ABSTRACT

Along with Hillary Clinton, well-known humanitarian author Samantha Powerswho ran the Office of Multilateral Affairs and Human Rights in Obama’s National Security Council, together with United Nations ambassador Susan Rice, made the case forcefully, that if the United Sates military did not intervene in Libya there would be a bloodbath. The charge that Qaddafi was “murdering his own people,” was a talking point often repeated in the mainstream Western press. But Jacobin magazine in 2016, confirms that claims that Qaddafi was on the verge of carrying out genocide against his people were largely baseless. Also in 2016 the New York Times reported that Human Rights Watch later showed that media claims about Qaddafi’s repression of protesters, which were used to sell the war to the public, were grossly exaggerated by an order of magnitude. Yet on the basis of the 2005 provision endorsed by the UN World Summit in New York on March 17, 2011, the United Nations Security Council passed Resolution 1973, which authorized a No Fly Zone and member states “to take all necessary measures…to protect civilians and civilian populations under threat of attack,” while also “excluding a foreign occupation force of any form.”

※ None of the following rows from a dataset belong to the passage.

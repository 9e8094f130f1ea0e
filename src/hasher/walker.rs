use crate::error::{PackagingError, Result};
use crate::hasher::ignore::ExcludeRules;
use std::path::{Path, PathBuf};
use walkdir::WalkDir;

/// A file found under a source root
#[derive(Debug, Clone, PartialEq, Eq, PartialOrd, Ord)]
pub struct WalkedFile {
    /// Forward-slash path relative to the root
    pub relative: String,
    pub absolute: PathBuf,
}

/// Walk a directory and return all non-excluded files, sorted by relative path.
/// A single file yields exactly one entry named after the file.
pub fn walk_dir(root: &Path, exclude: &ExcludeRules) -> Result<Vec<WalkedFile>> {
    let metadata = std::fs::metadata(root).map_err(|_| PackagingError::SourceNotFound {
        path: root.to_path_buf(),
    })?;

    if metadata.is_file() {
        let name = root
            .file_name()
            .map(|n| n.to_string_lossy().to_string())
            .unwrap_or_default();
        return Ok(vec![WalkedFile {
            relative: name,
            absolute: root.to_path_buf(),
        }]);
    }

    let mut files = Vec::new();
    let walker = WalkDir::new(root)
        .follow_links(true)
        .into_iter()
        .filter_entry(|entry| {
            let rel = entry.path().strip_prefix(root).unwrap_or(entry.path());
            rel.as_os_str().is_empty() || !exclude.is_excluded(rel)
        });

    for entry in walker {
        let entry = entry.map_err(|e| {
            let path = e.path().unwrap_or(root).to_path_buf();
            PackagingError::io(path, e.into())
        })?;
        if !entry.file_type().is_file() {
            continue;
        }
        let rel = entry.path().strip_prefix(root).unwrap_or(entry.path());
        files.push(WalkedFile {
            relative: to_slash(rel),
            absolute: entry.path().to_path_buf(),
        });
    }

    // Explicit sort for OS-independent determinism
    files.sort();
    Ok(files)
}

pub fn to_slash(path: &Path) -> String {
    path.components()
        .map(|c| c.as_os_str().to_string_lossy())
        .collect::<Vec<_>>()
        .join("/")
}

There are indications that throughout the bombing campaign regime change quickly became the military objective. NATO continued to aid the rebels even when they repeatedly rejected government ceasefire offers that could have ended the violence and spared civilians. Such military assistance included close-air support by NATO warplanes, as a deciding factor that eventually enabled the disparate rebels to capture and summarily execute Qaddafi, and seize power by October 2011.

Libya merits a closer look because the NATO bombing that destroyed the government and left the country in chaos was promoted by “liberal interventionists” as a “humanitarian war.” This chapter revisits the arguments that called for intervention, details the persuasions that justified it, looks at the UN Resolution that allowed it, (to determine what it actual permitted) and examines the role the media played in articulating it. We will compare the case made for a “humanitarian” intervention in Libya with the actual situation that was taking place on the ground, the false documentation that drove it, how the war was prosecuted, and offer an assessment questioning, in retrospect, on whether it was “the right thing to do.”